- _Goal of the exercise_: Report every line in the listing that contains the string "match".

- _Records shown_:
Start of Block
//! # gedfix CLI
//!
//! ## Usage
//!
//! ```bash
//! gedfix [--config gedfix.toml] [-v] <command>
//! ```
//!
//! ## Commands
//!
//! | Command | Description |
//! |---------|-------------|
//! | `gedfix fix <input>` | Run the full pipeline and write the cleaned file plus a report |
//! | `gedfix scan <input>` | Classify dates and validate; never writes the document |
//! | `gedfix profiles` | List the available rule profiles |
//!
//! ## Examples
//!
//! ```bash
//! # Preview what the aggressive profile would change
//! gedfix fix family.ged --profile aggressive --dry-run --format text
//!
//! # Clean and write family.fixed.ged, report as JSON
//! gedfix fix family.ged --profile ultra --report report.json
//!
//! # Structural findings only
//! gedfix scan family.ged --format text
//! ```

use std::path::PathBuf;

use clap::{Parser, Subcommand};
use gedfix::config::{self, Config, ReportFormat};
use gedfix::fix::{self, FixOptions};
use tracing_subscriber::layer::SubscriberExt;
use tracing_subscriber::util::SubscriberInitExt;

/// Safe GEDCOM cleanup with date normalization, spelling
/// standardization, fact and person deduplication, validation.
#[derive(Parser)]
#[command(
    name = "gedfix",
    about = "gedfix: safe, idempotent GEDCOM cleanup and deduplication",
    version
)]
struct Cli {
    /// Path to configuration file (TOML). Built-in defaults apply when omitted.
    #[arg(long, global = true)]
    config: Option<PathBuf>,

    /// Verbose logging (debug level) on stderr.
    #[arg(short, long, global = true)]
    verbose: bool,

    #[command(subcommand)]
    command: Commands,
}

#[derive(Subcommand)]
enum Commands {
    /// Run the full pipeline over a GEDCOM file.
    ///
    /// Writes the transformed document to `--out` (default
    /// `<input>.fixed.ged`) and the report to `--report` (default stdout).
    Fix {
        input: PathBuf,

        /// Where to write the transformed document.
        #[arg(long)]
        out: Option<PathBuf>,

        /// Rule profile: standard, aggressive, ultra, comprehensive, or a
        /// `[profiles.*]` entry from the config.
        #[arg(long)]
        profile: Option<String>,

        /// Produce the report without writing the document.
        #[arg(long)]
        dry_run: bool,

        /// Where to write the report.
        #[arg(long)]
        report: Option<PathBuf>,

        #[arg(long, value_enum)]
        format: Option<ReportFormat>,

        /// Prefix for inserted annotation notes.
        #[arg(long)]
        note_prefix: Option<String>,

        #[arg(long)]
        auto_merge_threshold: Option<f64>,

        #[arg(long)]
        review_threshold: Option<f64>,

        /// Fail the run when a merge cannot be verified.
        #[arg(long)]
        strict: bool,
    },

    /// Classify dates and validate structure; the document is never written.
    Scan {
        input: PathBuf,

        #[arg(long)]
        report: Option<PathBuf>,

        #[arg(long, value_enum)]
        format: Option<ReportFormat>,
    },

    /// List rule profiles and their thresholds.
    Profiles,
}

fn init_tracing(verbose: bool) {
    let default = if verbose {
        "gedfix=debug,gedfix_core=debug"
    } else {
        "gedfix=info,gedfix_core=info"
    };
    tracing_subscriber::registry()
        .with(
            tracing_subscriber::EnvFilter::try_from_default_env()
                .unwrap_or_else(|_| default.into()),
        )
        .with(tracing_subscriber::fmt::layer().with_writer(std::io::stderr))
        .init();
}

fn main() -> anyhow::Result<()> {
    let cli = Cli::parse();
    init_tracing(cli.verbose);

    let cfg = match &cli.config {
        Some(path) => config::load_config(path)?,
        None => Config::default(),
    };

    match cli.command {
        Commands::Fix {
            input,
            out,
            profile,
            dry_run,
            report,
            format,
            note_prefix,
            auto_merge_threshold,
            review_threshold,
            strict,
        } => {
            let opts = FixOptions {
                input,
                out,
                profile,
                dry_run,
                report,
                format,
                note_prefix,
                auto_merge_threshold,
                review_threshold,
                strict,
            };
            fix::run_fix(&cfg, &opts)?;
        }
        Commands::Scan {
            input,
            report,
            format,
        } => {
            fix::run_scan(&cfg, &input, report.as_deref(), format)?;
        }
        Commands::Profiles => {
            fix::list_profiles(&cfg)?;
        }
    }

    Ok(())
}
End of Block
Start of Block
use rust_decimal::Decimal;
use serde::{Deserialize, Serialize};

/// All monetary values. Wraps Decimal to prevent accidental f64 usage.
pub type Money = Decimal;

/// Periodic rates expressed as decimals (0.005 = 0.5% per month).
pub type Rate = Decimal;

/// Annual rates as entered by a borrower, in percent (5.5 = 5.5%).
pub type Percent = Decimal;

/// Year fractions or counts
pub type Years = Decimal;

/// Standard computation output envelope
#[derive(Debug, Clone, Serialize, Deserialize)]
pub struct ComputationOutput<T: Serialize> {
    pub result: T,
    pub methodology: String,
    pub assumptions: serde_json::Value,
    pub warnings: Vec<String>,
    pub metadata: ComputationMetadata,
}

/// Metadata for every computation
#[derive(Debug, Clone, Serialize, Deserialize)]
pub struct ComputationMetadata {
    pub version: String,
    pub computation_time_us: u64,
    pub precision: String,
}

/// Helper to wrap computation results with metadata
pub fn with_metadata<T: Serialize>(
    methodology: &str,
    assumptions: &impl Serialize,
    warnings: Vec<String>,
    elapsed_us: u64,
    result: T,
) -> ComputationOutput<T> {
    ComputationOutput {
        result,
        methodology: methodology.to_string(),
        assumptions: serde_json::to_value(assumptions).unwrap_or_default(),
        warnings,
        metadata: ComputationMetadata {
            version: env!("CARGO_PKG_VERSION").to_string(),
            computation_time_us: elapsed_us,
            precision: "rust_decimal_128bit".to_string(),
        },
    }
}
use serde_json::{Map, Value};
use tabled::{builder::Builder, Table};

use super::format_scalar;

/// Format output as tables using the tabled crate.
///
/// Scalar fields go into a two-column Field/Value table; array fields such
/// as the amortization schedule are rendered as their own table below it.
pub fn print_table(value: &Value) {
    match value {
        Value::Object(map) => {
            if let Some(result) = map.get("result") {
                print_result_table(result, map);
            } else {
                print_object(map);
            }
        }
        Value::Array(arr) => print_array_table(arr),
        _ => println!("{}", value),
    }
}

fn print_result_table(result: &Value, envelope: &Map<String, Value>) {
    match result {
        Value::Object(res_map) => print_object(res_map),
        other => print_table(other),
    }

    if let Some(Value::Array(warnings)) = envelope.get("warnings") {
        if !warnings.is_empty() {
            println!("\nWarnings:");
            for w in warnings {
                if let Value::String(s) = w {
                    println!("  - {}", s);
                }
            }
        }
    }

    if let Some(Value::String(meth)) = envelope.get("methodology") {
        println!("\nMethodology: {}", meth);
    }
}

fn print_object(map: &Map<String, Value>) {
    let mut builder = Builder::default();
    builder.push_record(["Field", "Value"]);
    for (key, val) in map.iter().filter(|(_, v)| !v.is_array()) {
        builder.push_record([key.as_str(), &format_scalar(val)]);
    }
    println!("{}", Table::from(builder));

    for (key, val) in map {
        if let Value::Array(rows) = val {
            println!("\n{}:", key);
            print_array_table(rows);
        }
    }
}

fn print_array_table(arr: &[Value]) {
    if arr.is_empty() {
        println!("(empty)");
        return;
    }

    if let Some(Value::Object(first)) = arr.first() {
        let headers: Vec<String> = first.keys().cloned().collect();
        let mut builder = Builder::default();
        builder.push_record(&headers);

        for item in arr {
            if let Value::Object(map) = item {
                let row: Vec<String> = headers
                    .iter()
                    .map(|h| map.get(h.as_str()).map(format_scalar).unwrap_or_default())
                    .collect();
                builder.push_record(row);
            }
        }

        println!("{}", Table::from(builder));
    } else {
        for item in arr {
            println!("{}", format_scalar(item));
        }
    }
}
End of Block
- _Response to this task_:
    let cfg = match &cli.config {
    match cli.command {
    match value {
    match result {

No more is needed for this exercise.